MIT Says LLMs Are Powerful

MIT Says LLMs Are Powerful, America Asks If They Can Fold Laundry Yet

Nation Learns “Large Language Model” Is Just a Fancy Name for a Machine That Writes Emails Nobody Reads

CAMBRIDGE, Mass. — A fresh wave of awe, anxiety, and LinkedIn poetry erupted this week after new discussion around large language models reminded the public that artificial intelligence can now summarize contracts, draft essays, generate code, and still somehow misunderstand when you ask for “two tickets near the front.”

Experts say large language models, or LLMs, are trained on enormous amounts of text and can generate startlingly human responses. Regular citizens say that sounds impressive, but they would prefer a robot that can locate the TV remote, explain health insurance, or stop replying-all to office emails.

Frustrated person holding a t-shirt in front of a washing machine while a glowing AI brain icon floats nearby.
MIT says large language models are powerful. America asks if they can fold laundry yet — because every breakthrough in AI is announced by someone whose dishwasher still needs unloading.

Five quick observations floated through the newsroom like caffeinated pigeons:

  • Every breakthrough in AI is announced by someone whose dishwasher still needs unloading.
  • “Large language model” sounds less like software and more like a man who talks too much at a barbecue.
  • Humanity built a machine to answer every question except “Why is my printer angry?”
  • AI can write sonnets, yet your microwave clock still blinks 12:00 like it’s haunted.
  • The smarter computers get, the dumber some meetings become.

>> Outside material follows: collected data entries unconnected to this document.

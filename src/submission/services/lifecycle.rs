//! Service layer for submitting, reviewing, and commenting on submissions.
//!
//! Accepting a submission is an explicit two-step saga: the local decision
//! is persisted first, then the remote task completion is issued. A remote
//! failure after the local commit is surfaced as a partial-failure error
//! carrying the already-persisted submission; the decision is never rolled
//! back, and the retry path is the idempotent remote completion.

use crate::access::{CallerContext, ErrorKind};
use crate::identity::domain::UserId;
use crate::page::{Page, PageRequest};
use crate::submission::{
    domain::{
        ParseSubmissionStatusError, Submission, SubmissionComment, SubmissionId, SubmissionStatus,
    },
    ports::{
        SubmissionCommentRepository, SubmissionRepository, SubmissionRepositoryError,
        TaskClientError, TaskServiceClient,
    },
};
use crate::task::domain::{Task, TaskId, TaskStatus};
use mockable::Clock;
use std::sync::Arc;
use thiserror::Error;

/// Service-level errors for submission lifecycle operations.
#[derive(Debug, Error)]
pub enum SubmissionLifecycleError {
    /// The referenced task does not exist.
    #[error("task not found: {0}")]
    TaskNotFound(TaskId),

    /// The referenced task is not open for submissions.
    #[error("task {task_id} is not open for submissions, current status: {status}")]
    TaskNotOpen {
        /// Referenced task.
        task_id: TaskId,
        /// Its current status.
        status: &'static str,
    },

    /// The task has assignment targets and the caller is not among them.
    #[error("task {task_id} is not assigned to user {user_id}")]
    NotAssigned {
        /// Referenced task.
        task_id: TaskId,
        /// Excluded caller.
        user_id: UserId,
    },

    /// The referenced submission does not exist.
    #[error("submission not found: {0}")]
    NotFound(SubmissionId),

    /// The review decision string is outside the status domain.
    #[error(transparent)]
    InvalidDecision(#[from] ParseSubmissionStatusError),

    /// A task service call failed before any local state change.
    #[error(transparent)]
    TaskService(TaskClientError),

    /// The remote task completion failed after the local decision had
    /// already been persisted.
    ///
    /// Callers must treat this as a partial-failure state: the submission
    /// is accepted, the task is not yet done, and the missing step is
    /// retried through the idempotent remote completion.
    #[error("submission {} accepted but task completion failed: {source}", submission.id())]
    CompletionFailed {
        /// The decision as persisted locally.
        submission: Box<Submission>,
        /// The remote failure.
        source: TaskClientError,
    },

    /// Repository operation failed.
    #[error(transparent)]
    Repository(#[from] SubmissionRepositoryError),
}

impl SubmissionLifecycleError {
    /// Maps the failure onto the shared error taxonomy.
    #[must_use]
    pub const fn kind(&self) -> ErrorKind {
        match self {
            Self::TaskNotFound(_) | Self::NotFound(_) => ErrorKind::NotFound,
            Self::TaskNotOpen { .. } => ErrorKind::InvalidState,
            Self::NotAssigned { .. } => ErrorKind::Forbidden,
            Self::InvalidDecision(_) => ErrorKind::InvalidArgument,
            Self::TaskService(err) => err.kind(),
            Self::CompletionFailed { .. } => ErrorKind::DependencyFailure,
            Self::Repository(_) => ErrorKind::DependencyUnavailable,
        }
    }
}

/// Result type for submission lifecycle service operations.
pub type SubmissionLifecycleResult<T> = Result<T, SubmissionLifecycleError>;

/// Submission lifecycle orchestration service.
#[derive(Clone)]
pub struct SubmissionLifecycleService<S, M, T, C>
where
    S: SubmissionRepository,
    M: SubmissionCommentRepository,
    T: TaskServiceClient,
    C: Clock + Send + Sync,
{
    submissions: Arc<S>,
    comments: Arc<M>,
    task_client: Arc<T>,
    clock: Arc<C>,
}

impl<S, M, T, C> SubmissionLifecycleService<S, M, T, C>
where
    S: SubmissionRepository,
    M: SubmissionCommentRepository,
    T: TaskServiceClient,
    C: Clock + Send + Sync,
{
    /// Creates a new submission lifecycle service.
    #[must_use]
    pub const fn new(
        submissions: Arc<S>,
        comments: Arc<M>,
        task_client: Arc<T>,
        clock: Arc<C>,
    ) -> Self {
        Self {
            submissions,
            comments,
            task_client,
            clock,
        }
    }

    /// Submits proof of completion against a task.
    ///
    /// Fetches the task through the remote client (forwarding the caller's
    /// token), then validates eligibility: the task must be `Assigned`,
    /// and the caller must be among its assignment targets unless the task
    /// is open to all.
    ///
    /// # Errors
    ///
    /// Returns [`SubmissionLifecycleError::TaskNotFound`],
    /// [`SubmissionLifecycleError::TaskNotOpen`], or
    /// [`SubmissionLifecycleError::NotAssigned`] when eligibility fails,
    /// or a task-service error when the remote fetch fails.
    pub async fn submit_task(
        &self,
        task_id: TaskId,
        github_link: impl Into<String> + Send,
        caller: &CallerContext,
    ) -> SubmissionLifecycleResult<Submission> {
        let task = self.fetch_task(task_id, caller).await?;

        if task.status() != TaskStatus::Assigned {
            return Err(SubmissionLifecycleError::TaskNotOpen {
                task_id,
                status: task.status().as_str(),
            });
        }
        if !task.is_visible_to(caller.user_id()) {
            return Err(SubmissionLifecycleError::NotAssigned {
                task_id,
                user_id: caller.user_id().clone(),
            });
        }

        let submission = Submission::new(
            task_id,
            caller.user_id().clone(),
            github_link,
            &*self.clock,
        );
        self.submissions.save(&submission).await?;
        tracing::info!(
            submission_id = %submission.id(),
            task_id = %task_id,
            user_id = %caller.user_id(),
            "submission created"
        );
        Ok(submission)
    }

    /// Retrieves a submission by identifier.
    ///
    /// # Errors
    ///
    /// Returns [`SubmissionLifecycleError::NotFound`] when absent.
    pub async fn get_submission(&self, id: SubmissionId) -> SubmissionLifecycleResult<Submission> {
        self.submissions
            .find_by_id(id)
            .await?
            .ok_or(SubmissionLifecycleError::NotFound(id))
    }

    /// Pages all submissions.
    ///
    /// # Errors
    ///
    /// Returns a repository error when the listing fails.
    pub async fn list_submissions(
        &self,
        page: PageRequest,
    ) -> SubmissionLifecycleResult<Page<Submission>> {
        Ok(self.submissions.list(page).await?)
    }

    /// Pages submissions referencing one task.
    ///
    /// # Errors
    ///
    /// Returns a repository error when the listing fails.
    pub async fn list_by_task(
        &self,
        task_id: TaskId,
        page: PageRequest,
    ) -> SubmissionLifecycleResult<Page<Submission>> {
        Ok(self.submissions.list_by_task(task_id, page).await?)
    }

    /// Applies a review decision given in wire form.
    ///
    /// The decision string is parsed against the full status domain before
    /// anything is touched; a bogus string leaves the submission
    /// unchanged. The decision is persisted locally first; when it is an
    /// acceptance, the remote task completion follows, and its failure
    /// surfaces as [`SubmissionLifecycleError::CompletionFailed`] without
    /// unwinding the local write.
    ///
    /// # Errors
    ///
    /// Returns [`SubmissionLifecycleError::NotFound`],
    /// [`SubmissionLifecycleError::InvalidDecision`], or
    /// [`SubmissionLifecycleError::CompletionFailed`].
    pub async fn decide_submission(
        &self,
        id: SubmissionId,
        decision: &str,
        caller: &CallerContext,
    ) -> SubmissionLifecycleResult<Submission> {
        let mut submission = self.get_submission(id).await?;
        let status = SubmissionStatus::try_from(decision)?;

        submission.decide(status);
        self.submissions.save(&submission).await?;
        tracing::info!(
            submission_id = %id,
            decision = %status,
            reviewer = %caller.user_id(),
            "submission decided"
        );

        if status == SubmissionStatus::Accepted
            && let Err(source) = self
                .task_client
                .complete_task(submission.task_id(), caller.token())
                .await
        {
            tracing::warn!(
                submission_id = %id,
                task_id = %submission.task_id(),
                error = %source,
                "submission accepted but task completion failed; retry completion"
            );
            return Err(SubmissionLifecycleError::CompletionFailed {
                submission: Box::new(submission),
                source,
            });
        }

        Ok(submission)
    }

    /// Adds a review comment attributed to the caller.
    ///
    /// # Errors
    ///
    /// Returns [`SubmissionLifecycleError::NotFound`] when the submission
    /// is absent.
    pub async fn add_comment(
        &self,
        submission_id: SubmissionId,
        text: impl Into<String> + Send,
        caller: &CallerContext,
    ) -> SubmissionLifecycleResult<SubmissionComment> {
        self.get_submission(submission_id).await?;
        let comment = SubmissionComment::new(
            submission_id,
            caller.user_id().clone(),
            text,
            &*self.clock,
        );
        self.comments.append(&comment).await?;
        Ok(comment)
    }

    /// Returns a submission's comments in insertion order.
    ///
    /// # Errors
    ///
    /// Returns [`SubmissionLifecycleError::NotFound`] when the submission
    /// is absent.
    pub async fn comments(
        &self,
        submission_id: SubmissionId,
    ) -> SubmissionLifecycleResult<Vec<SubmissionComment>> {
        self.get_submission(submission_id).await?;
        Ok(self.comments.for_submission(submission_id).await?)
    }

    /// Fetches a task remotely, mapping a remote not-found onto the local
    /// error vocabulary.
    async fn fetch_task(
        &self,
        task_id: TaskId,
        caller: &CallerContext,
    ) -> SubmissionLifecycleResult<Task> {
        self.task_client
            .get_task(task_id, caller.token())
            .await
            .map_err(|err| match &err {
                TaskClientError::Remote {
                    kind: ErrorKind::NotFound,
                    ..
                } => SubmissionLifecycleError::TaskNotFound(task_id),
                _ => SubmissionLifecycleError::TaskService(err),
            })
    }
}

The Rise of the Vocabulary Bulldozer

Researchers describe LLMs as systems that learn patterns in language and predict useful next words with shocking sophistication. Critics describe them as autocomplete after three espressos. MIT’s own Watson AI Lab recently unveiled a new approach to LLM reasoning that lets smaller models perform as well as larger ones — which is either a triumph of efficiency or proof that you don’t need to be enormous to be confidently wrong.

Dr. Marjorie Pindle, a computational linguist who owns six notebooks and trusts none of them, explained it this way: “Imagine a parrot read the internet, attended law school, and became emotionally available. That’s roughly where we are.”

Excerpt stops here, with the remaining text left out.